Nearly a week ago, President Vincent Price proactively penned a letter to President Trump arguing against repealing the Deferred Action for Childhood Arrival (DACA) program. He cited the incalculable benefits that noncitizens and DACA recipients bring to campus as well as stressing a commitment to protecting all Duke students. However, despite opposition from Price, community leaders and politicians, the Trump administration moved ahead this week and announced the timeline for ending the program. This decision has incited panic and fear for the nearly 800,000 people protected by the Obama-era measures, including members of the Duke community, who are are once again finding themselves dehumanized and being reduced down to numbers and data points in public discourse. While Price’s words stood in stark contrast to the tepid responses of President Brodhead’s tenure, it is nonetheless concerning that his letter continues the trend of treating undocumented immigrants as only worth the sum of their academic achievements or the labor they produce.

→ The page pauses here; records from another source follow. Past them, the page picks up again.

impl PlatformStrategy {
    /// Strategy for the OS this binary was built for
    #[must_use]
    pub const fn detect() -> Self {
        if cfg!(target_os = "macos") {
            Self::MacSay
        } else if cfg!(target_os = "windows") {
            Self::WindowsSapi
        } else {
            Self::LinuxEspeak
        }
    }

    /// Name used in logs
    #[must_use]
    pub const fn name(self) -> &'static str {
        match self {
            Self::MacSay => "say",
            Self::WindowsSapi => "System.Speech",
            Self::LinuxEspeak => "espeak-ng",
        }
    }

    /// Executable used when none is configured
    #[must_use]
    pub const fn default_executable(self) -> &'static str {
        match self {
            Self::MacSay => "say",
            Self::WindowsSapi => "powershell",
            Self::LinuxEspeak => "espeak-ng",
        }
    }

    /// Speed bounds and mapping to words per minute or the SAPI rate delta
    #[must_use]
    pub const fn speed_range(self) -> SpeedRange {
        match self {
            Self::MacSay | Self::LinuxEspeak => SpeedRange::linear(0.5, 2.0, BASE_WPM, 0.0),
            // Rate runs from -10 to 10 with 0 at normal speed
            Self::WindowsSapi => SpeedRange::linear(0.5, 1.5, 20.0, -20.0),
        }
    }

    /// Voices commonly installed on the platform
    #[must_use]
    pub const fn voices(self) -> &'static [&'static str] {
        match self {
            Self::MacSay => &["Kyoko", "Otoya", "Samantha", "Daniel"],
            Self::WindowsSapi => &[
                "Microsoft Haruka Desktop",
                "Microsoft Zira Desktop",
                "Microsoft David Desktop",
            ],
            Self::LinuxEspeak => &["ja", "en-us", "en", "de", "fr"],
        }
    }

    /// Arguments for one synthesis run; text is supplied on stdin
    #[must_use]
    pub fn build_args(self, voice: &str, speed: f32, output: &Path) -> Vec<OsString> {
        let native = self.speed_range().to_native_rounded(speed);
        let voice = voice.trim();
        let mut args: Vec<OsString> = Vec::new();

        match self {
            Self::MacSay => {
                push_option(&mut args, "-r", native.to_string());
                if !voice.is_empty() {
                    push_option(&mut args, "-v", voice);
                }
                push_option(&mut args, "-o", output);
                args.push("--file-format=WAVE".into());
                args.push("--data-format=LEI16@22050".into());
                push_option(&mut args, "-f", "-");
            },
            Self::WindowsSapi => {
                args.push("-NoProfile".into());
                args.push("-NonInteractive".into());
                push_option(&mut args, "-Command", sapi_script(voice, native, output));
            },
            Self::LinuxEspeak => {
                push_option(&mut args, "-s", native.to_string());
                if !voice.is_empty() {
                    push_option(&mut args, "-v", voice);
                }
                push_option(&mut args, "-w", output);
                args.push("--stdin".into());
            },
        }

        args
    }
}
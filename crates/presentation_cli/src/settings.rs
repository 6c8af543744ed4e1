//! Configuration loading
//!
//! Layers, later ones winning:
//! 1. Built-in defaults
//! 2. `voxrelay.toml` in the working directory, or the file given with `--config`
//! 3. `VOXRELAY_*` environment variables, `__` between sections
//!    (e.g. `VOXRELAY_PLAYBACK__INTER_CLIP_DELAY_MS=500`,
//!    `VOXRELAY_PRIORITY=system,voicevox`)

use std::path::Path;

use speech_engines::VoxRelayConfig;

/// Load and validate the configuration
pub fn load_config(path: Option<&Path>) -> anyhow::Result<VoxRelayConfig> {
    let file = match path {
        Some(path) => config::File::from(path).required(true),
        None => config::File::with_name("voxrelay").required(false),
    };

    let config: VoxRelayConfig = config::Config::builder()
        .add_source(file)
        .add_source(
            config::Environment::with_prefix("VOXRELAY")
                .prefix_separator("_")
                .separator("__")
                .list_separator(",")
                .with_list_parse_key("priority")
                .try_parsing(true),
        )
        .build()?
        .try_deserialize()?;

    config
        .validate()
        .map_err(|e| anyhow::anyhow!("Invalid configuration: {e}"))?;

    Ok(config)
}
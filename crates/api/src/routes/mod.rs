pub mod auth;
pub mod gig;
pub mod health;
pub mod set;
pub mod track;

use axum::Router;

use crate::state::AppState;

/// Build the `/api/v1` route tree.
///
/// Route hierarchy:
///
/// ```text
/// /auth/signup                      register (public)
/// /auth/login                       login (public)
/// /auth/refresh                     refresh (public)
/// /auth/logout                      logout (requires auth)
/// /auth/me                          current user (requires auth)
///
/// /tracks                           list (?q, limit, offset), create
/// /tracks/{id}                      get, update, delete
/// /tracks/{id}/usage                usage report (GET)
///
/// /gigs                             list, create
/// /gigs/{id}                        get, update, delete
///
/// /sets                             list, create
/// /sets/{id}                        get (with items), update, delete
/// /sets/{set_id}/items              append (POST)
/// /sets/{set_id}/items/reorder      reorder (PUT)
/// /sets/{set_id}/items/{item_id}    update notes, remove
/// ```
pub fn api_routes() -> Router<AppState> {
    Router::new()
        .nest("/auth", auth::router())
        .nest("/tracks", track::router())
        .nest("/gigs", gig::router())
        .nest("/sets", set::router())
}
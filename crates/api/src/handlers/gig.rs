//! Handlers for the `/gigs` resource.

use axum::extract::{Path, State};
use axum::http::StatusCode;
use axum::response::IntoResponse;
use axum::Json;
use setlist_core::error::CoreError;
use setlist_core::types::DbId;
use setlist_db::models::gig::{CreateGig, Gig, UpdateGig};
use setlist_db::repositories::GigRepo;

use crate::error::{AppError, AppResult};
use crate::handlers::{normalize_optional, normalize_patch, require_text};
use crate::middleware::auth::AuthUser;
use crate::state::AppState;

/// GET /api/v1/gigs
///
/// List the caller's gigs, most recent date first (undated gigs last).
pub async fn list(State(state): State<AppState>, user: AuthUser) -> AppResult<Json<Vec<Gig>>> {
    let gigs = GigRepo::list(&state.pool, user.user_id).await?;
    Ok(Json(gigs))
}

/// POST /api/v1/gigs
///
/// Create a new gig. Title is required.
pub async fn create(
    State(state): State<AppState>,
    user: AuthUser,
    Json(input): Json<CreateGig>,
) -> AppResult<impl IntoResponse> {
    let input = CreateGig {
        title: require_text(&input.title, "title")?,
        venue: normalize_optional(input.venue),
        gig_date: input.gig_date,
        notes: input.notes,
    };
    let gig = GigRepo::create(&state.pool, user.user_id, &input).await?;
    Ok((StatusCode::CREATED, Json(gig)))
}

/// GET /api/v1/gigs/{id}
pub async fn get(
    State(state): State<AppState>,
    user: AuthUser,
    Path(id): Path<DbId>,
) -> AppResult<Json<Gig>> {
    let gig = GigRepo::find_by_id(&state.pool, user.user_id, id)
        .await?
        .ok_or(AppError::Core(CoreError::NotFound { entity: "Gig", id }))?;
    Ok(Json(gig))
}

/// PATCH /api/v1/gigs/{id}
///
/// Partially update a gig. An explicit `null` clears venue, gig_date, or
/// notes.
pub async fn update(
    State(state): State<AppState>,
    user: AuthUser,
    Path(id): Path<DbId>,
    Json(input): Json<UpdateGig>,
) -> AppResult<Json<Gig>> {
    let input = UpdateGig {
        title: input
            .title
            .map(|t| require_text(&t, "title"))
            .transpose()?,
        venue: normalize_patch(input.venue),
        gig_date: input.gig_date,
        notes: input.notes,
    };
    let gig = GigRepo::update(&state.pool, user.user_id, id, &input)
        .await?
        .ok_or(AppError::Core(CoreError::NotFound { entity: "Gig", id }))?;
    Ok(Json(gig))
}

/// DELETE /api/v1/gigs/{id}
///
/// Delete a gig; linked sets are unlinked, not deleted.
pub async fn delete(
    State(state): State<AppState>,
    user: AuthUser,
    Path(id): Path<DbId>,
) -> AppResult<StatusCode> {
    let deleted = GigRepo::delete(&state.pool, user.user_id, id).await?;
    if !deleted {
        return Err(AppError::Core(CoreError::NotFound { entity: "Gig", id }));
    }
    Ok(StatusCode::NO_CONTENT)
}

Ever since the announcement from the White House, DACA beneficiaries that have accomplished incredible things in their lifetimes have been praised and highlighted. While the achievements of the medical students, innovators in technology and teachers who have been affected by this program should be shared and celebrated, it is erroneous and cruel to further the narrative that those without full citizenship should only be treated with basic humanity if they’re contributing significantly to the economy. Immigrants at Duke and around the country deserve compassion and protection because they’re humans, not because of how many degrees they hold or how many hours they’ve committed to research. Their belongingness here should be wholly independent of their economic contributions to our country, just as it is for any other American. 

This most recent devastating announcement is a part of a larger agenda of xenophobia and white nationalism that the administration is committed to pushing. Trump’s attack on DACA recipients is racism thinly veiled in economic language and lends credence to idea that these immigrants are stealing some great American birthright by simply existing within the borders of the United States. This is a dangerous illusion predicated on misdirected anger. In line with President Trump’s previous actions, statements and tweets, it is clear that this action is simply another step towards the ultimate goal of the administration and its supporters: a white ethnostate.

Clearly, President Price’s letter is an improvement for Duke’s leadership style and he deserves credit for speaking out against threats on the horizon instead of merely reactively trying to respond to them after they materialize. It is a signal of a newer administrative style at Duke and will hopefully carry on through his tenure. Going forward, it’s important to harness that same initiative to protect our communities on and off of campus. Given the dire straits that have characterized this administration, it is crucial to heed the calls to action from those whose lives are hanging in the balance, regardless of their jobs, education or salaries. The only morally permissible stance to take in light of this news is to defend and support all immigrants that are faced with violence and displacement from a white supremacist government that cares not for how long they have lived on American soil and how little they know of a country they could be deported to.